■ Dataset records ■
####################

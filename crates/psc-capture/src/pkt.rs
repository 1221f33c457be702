use std::time::{SystemTime, UNIX_EPOCH};

use psc_core::wire::JournalHeader;

/// 采集流水线中的一个已验证报文。
///
/// `body` 是从自由链表借出的满容量向量；有效载荷是前 `bodylen` 个字节，
/// 声明超出缓冲的部分取不到，按缓冲实际持有的字节取用。向量被移交给
/// 短缓冲后以空向量占位（见 [`Pkt::take`]），缓冲归还时据此跳过。
#[derive(Debug)]
pub(crate) struct Pkt {
    pub msgid: u16,
    pub bodylen: u32,
    pub rxtime: SystemTime,
    pub body: Vec<u8>,
}

impl Pkt {
    /// 有效载荷视图：前 `bodylen` 个字节，钳制在缓冲容量内。
    pub fn payload(&self) -> &[u8] {
        let len = (self.bodylen as usize).min(self.body.len());
        &self.body[..len]
    }

    /// 把报文整体移出，原位留下一个空壳（身份字段保留、缓冲为空）。
    pub fn take(&mut self) -> Pkt {
        Pkt {
            msgid: self.msgid,
            bodylen: self.bodylen,
            rxtime: self.rxtime,
            body: std::mem::take(&mut self.body),
        }
    }

    /// 对应的数据文件记录头。长度字段与 [`Pkt::payload`] 实际落盘的
    /// 字节数一致，记录流保持可逐条解析。
    pub fn journal_header(&self) -> JournalHeader {
        let since_epoch = self
            .rxtime
            .duration_since(UNIX_EPOCH)
            .unwrap_or_default();
        JournalHeader {
            msgid: self.msgid,
            bodylen: self.payload().len() as u32,
            sec: since_epoch.as_secs() as u32,
            nsec: since_epoch.subsec_nanos(),
        }
    }
}
//! 进程级可调参数。
//!
//! # 定位（Why）
//! - 这些旋钮与对端没有任何协商，由启动脚本或运维在运行期直接设置；
//!   每个使用点在需要时读取一次即可，修改即刻对后续操作生效。
//!
//! # 约定（What）
//! - `debug`：0–5 的日志冗余度。0 仅错误；1 连接生命周期；2 队列与冲刷；
//!   3 逐帧；4 唤醒事件；5 缓冲记账。
//! - 时间类参数以秒（或毫秒）存储，字节类以字节存储；注释标注默认值。

use std::sync::atomic::{AtomicU32, AtomicUsize, Ordering};

/// 全局可调参数的原子存储。
#[derive(Debug)]
pub struct Tunables {
    debug: AtomicU32,
    inactivity_time: AtomicU32,
    max_send_buffer: AtomicUsize,
    udp_max_packet_size: AtomicUsize,
    udp_max_packet_rate: AtomicU32,
    udp_buffer_period_ms: AtomicU32,
    udp_max_len_mb: AtomicU32,
    udp_set_sock_buf: AtomicUsize,
    udp_dsync_size_mb: AtomicU32,
}

impl Tunables {
    const fn new() -> Self {
        Tunables {
            debug: AtomicU32::new(1),
            // 读写闲置超时（秒），默认 5
            inactivity_time: AtomicU32::new(5),
            // 发送缓冲上限（字节），默认 1 MiB
            max_send_buffer: AtomicUsize::new(1024 * 1024),
            // 单报文最大字节数，默认 1024
            udp_max_packet_size: AtomicUsize::new(1024),
            // 最大收包速率（pkt/s），默认 280 000
            udp_max_packet_rate: AtomicU32::new(280_000),
            // 缓冲周期（毫秒），默认 1 s
            udp_buffer_period_ms: AtomicU32::new(1_000),
            // 数据文件轮转阈值（MB），默认 2000
            udp_max_len_mb: AtomicU32::new(2_000),
            // 期望的 SO_RCVBUF；0 表示沿用内核默认
            udp_set_sock_buf: AtomicUsize::new(0),
            // 周期性 fdatasync 阈值（MB）；0 表示从不
            udp_dsync_size_mb: AtomicU32::new(0),
        }
    }

    /// 当前日志冗余度。
    pub fn debug(&self) -> u32 {
        self.debug.load(Ordering::Relaxed)
    }

    /// 冗余度是否达到 `level`，热路径日志以此做前置判断。
    pub fn debug_at(&self, level: u32) -> bool {
        self.debug() >= level
    }

    pub fn set_debug(&self, level: u32) {
        self.debug.store(level, Ordering::Relaxed);
    }

    /// 读写闲置超时（秒）；0 表示不启用。
    pub fn inactivity_time(&self) -> u32 {
        self.inactivity_time.load(Ordering::Relaxed)
    }

    pub fn set_inactivity_time(&self, secs: u32) {
        self.inactivity_time.store(secs, Ordering::Relaxed);
    }

    /// 发送缓冲上限（字节）；0 表示不设限。
    pub fn max_send_buffer(&self) -> usize {
        self.max_send_buffer.load(Ordering::Relaxed)
    }

    pub fn set_max_send_buffer(&self, bytes: usize) {
        self.max_send_buffer.store(bytes, Ordering::Relaxed);
    }

    /// 单个 UDP 报文的最大字节数（至少 8）。
    pub fn udp_max_packet_size(&self) -> usize {
        self.udp_max_packet_size.load(Ordering::Relaxed).max(8)
    }

    pub fn set_udp_max_packet_size(&self, bytes: usize) {
        self.udp_max_packet_size.store(bytes, Ordering::Relaxed);
    }

    /// 预期最大收包速率（pkt/s）。
    pub fn udp_max_packet_rate(&self) -> u32 {
        self.udp_max_packet_rate.load(Ordering::Relaxed)
    }

    pub fn set_udp_max_packet_rate(&self, rate: u32) {
        self.udp_max_packet_rate.store(rate, Ordering::Relaxed);
    }

    /// 缓冲周期（毫秒）。
    pub fn udp_buffer_period_ms(&self) -> u32 {
        self.udp_buffer_period_ms.load(Ordering::Relaxed)
    }

    pub fn set_udp_buffer_period_ms(&self, ms: u32) {
        self.udp_buffer_period_ms.store(ms, Ordering::Relaxed);
    }

    /// 数据文件轮转阈值（MB）。
    pub fn udp_max_len_mb(&self) -> u32 {
        self.udp_max_len_mb.load(Ordering::Relaxed)
    }

    pub fn set_udp_max_len_mb(&self, mb: u32) {
        self.udp_max_len_mb.store(mb, Ordering::Relaxed);
    }

    /// 期望的套接字接收缓冲（字节）；0 表示沿用内核默认。
    pub fn udp_set_sock_buf(&self) -> usize {
        self.udp_set_sock_buf.load(Ordering::Relaxed)
    }

    pub fn set_udp_set_sock_buf(&self, bytes: usize) {
        self.udp_set_sock_buf.store(bytes, Ordering::Relaxed);
    }

    /// 周期性 fdatasync 阈值（MB）；0 表示从不主动刷盘。
    pub fn udp_dsync_size_mb(&self) -> u32 {
        self.udp_dsync_size_mb.load(Ordering::Relaxed)
    }

    pub fn set_udp_dsync_size_mb(&self, mb: u32) {
        self.udp_dsync_size_mb.store(mb, Ordering::Relaxed);
    }
}

static TUNABLES: Tunables = Tunables::new();

/// 进程级可调参数单例。
pub fn tunables() -> &'static Tunables {
    &TUNABLES
}
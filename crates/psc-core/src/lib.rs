#![doc = r#"
# psc-core

## 模块使命（Why）
- **统一 PSC 帧协议的内核语义**：TCP、UDP 与高速率采集三种引擎共享同一套
  帧头编解码、Block 缓存、订阅分发与扫描节流逻辑，本 crate 是它们的公共底座。
- **单一事件循环**：进程内所有 TCP/UDP 引擎复用一个长驻的反应器线程
  （[`Reactor`]），由弱引用单例共享，最后一个使用者离开后自动回收。

## 核心契约（What）
- [`wire`]：`'P','S'` 魔数、8 字节帧头、16 字节数据文件记录头，一律大端。
- [`Block`]：以 16 位帧号命名的载荷槽位，携带接收时间戳、单调计数、
  订阅者列表与扫描节流状态。
- [`EngineCore`]：引擎共享记录——身份、收发 Block 映射、连接标志、
  最后一条状态消息、计数器与连接后处理列表。
- [`PscError`]：稳定错误域，`stable_code()` 提供 `psc.<域>.<语义>` 形式的
  机读码。

## 并发模型（How）
- 引擎状态由每引擎互斥锁保护；Block 的载荷由块级互斥锁保护、计数为原子量；
- 订阅者在更新线程上同步触达，异常被逐个隔离，不得重入引擎；
- 扫描令牌按三个优先级投递，完成回执驱动 [`Block::request_scan`] 的
  忙碌/合并节流。
"#]

pub mod config;
pub mod error;
pub mod wire;

mod block;
mod engine;
mod reactor;
mod scan;
mod subscriber;

pub use block::{Block, BlockState};
pub use engine::{CoreState, EngineCore};
pub use error::{PscError, Result};
pub use reactor::Reactor;
pub use scan::{PendingScan, ScanDone, ScanFn, ScanSink, ScanToken, SCAN_LEVELS};
pub use subscriber::{CbList, ListenerCtx};
//! PSC 线缆格式：帧头与数据文件记录头的编解码。
//!
//! # 布局（What）
//! - 帧头 8 字节：ASCII `'P','S'`、`msgid`（u16 大端）、`bodylen`（u32 大端），
//!   其后紧跟 `bodylen` 个不透明载荷字节；无校验和、无版本协商；
//!   零长度报文体合法。
//! - 数据文件记录头 16 字节：在帧头的 `'P','S'`、`msgid`、`bodylen` 之后
//!   追加 `sec`（POSIX 纪元秒，u32 大端）与 `nsec`（u32 大端）。
//!
//! 载荷字节序由订阅者自行解释，本模块不做任何转换。

use bytes::{BufMut, BytesMut};

use crate::error::PscError;

/// 帧头魔数。
pub const MAGIC: [u8; 2] = *b"PS";
/// 帧头字节数。
pub const HEADER_LEN: usize = 8;
/// 数据文件记录头字节数。
pub const JOURNAL_HEADER_LEN: usize = 16;

/// 一帧的头部字段。
#[derive(Debug, Clone, Copy, PartialEq, Eq)]
pub struct FrameHeader {
    /// 16 位帧号。
    pub msgid: u16,
    /// 报文体字节数。
    pub bodylen: u32,
}

impl FrameHeader {
    /// 编码到字节缓冲尾部。
    pub fn encode(&self, dst: &mut BytesMut) {
        dst.put_slice(&MAGIC);
        dst.put_u16(self.msgid);
        dst.put_u32(self.bodylen);
    }

    /// 写入固定长度的头部数组。
    pub fn write_to(&self, dst: &mut [u8; HEADER_LEN]) {
        dst[..2].copy_from_slice(&MAGIC);
        dst[2..4].copy_from_slice(&self.msgid.to_be_bytes());
        dst[4..8].copy_from_slice(&self.bodylen.to_be_bytes());
    }

    /// 从字节序列头部解析。
    ///
    /// 前置条件：调用方已确认至少有 [`HEADER_LEN`] 字节；不足返回
    /// `ShortHeader`，魔数不符返回 `BadMagic`。
    pub fn parse(raw: &[u8]) -> Result<FrameHeader, PscError> {
        if raw.len() < HEADER_LEN {
            return Err(PscError::ShortHeader { actual: raw.len() });
        }
        if raw[..2] != MAGIC {
            return Err(PscError::BadMagic);
        }
        Ok(FrameHeader {
            msgid: u16::from_be_bytes([raw[2], raw[3]]),
            bodylen: u32::from_be_bytes([raw[4], raw[5], raw[6], raw[7]]),
        })
    }

    /// 整帧长度（头 + 体）。
    pub fn frame_len(&self) -> usize {
        HEADER_LEN + self.bodylen as usize
    }
}

/// 数据文件中单条记录的头部。
#[derive(Debug, Clone, Copy, PartialEq, Eq)]
pub struct JournalHeader {
    pub msgid: u16,
    pub bodylen: u32,
    /// POSIX 纪元秒。
    pub sec: u32,
    /// 秒内纳秒。
    pub nsec: u32,
}

impl JournalHeader {
    /// 写入固定长度的记录头数组。
    pub fn write_to(&self, dst: &mut [u8; JOURNAL_HEADER_LEN]) {
        dst[..2].copy_from_slice(&MAGIC);
        dst[2..4].copy_from_slice(&self.msgid.to_be_bytes());
        dst[4..8].copy_from_slice(&self.bodylen.to_be_bytes());
        dst[8..12].copy_from_slice(&self.sec.to_be_bytes());
        dst[12..16].copy_from_slice(&self.nsec.to_be_bytes());
    }

    /// 从字节序列头部解析一条记录头。
    pub fn parse(raw: &[u8]) -> Result<JournalHeader, PscError> {
        if raw.len() < JOURNAL_HEADER_LEN {
            return Err(PscError::ShortHeader { actual: raw.len() });
        }
        let frame = FrameHeader::parse(raw)?;
        Ok(JournalHeader {
            msgid: frame.msgid,
            bodylen: frame.bodylen,
            sec: u32::from_be_bytes([raw[8], raw[9], raw[10], raw[11]]),
            nsec: u32::from_be_bytes([raw[12], raw[13], raw[14], raw[15]]),
        })
    }
}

####################

■ What is needed ■
Return every line above in which the string "SystemTime" occurs.

■ Reply to the task ■
use std::time::{SystemTime, UNIX_EPOCH};
    pub rxtime: SystemTime,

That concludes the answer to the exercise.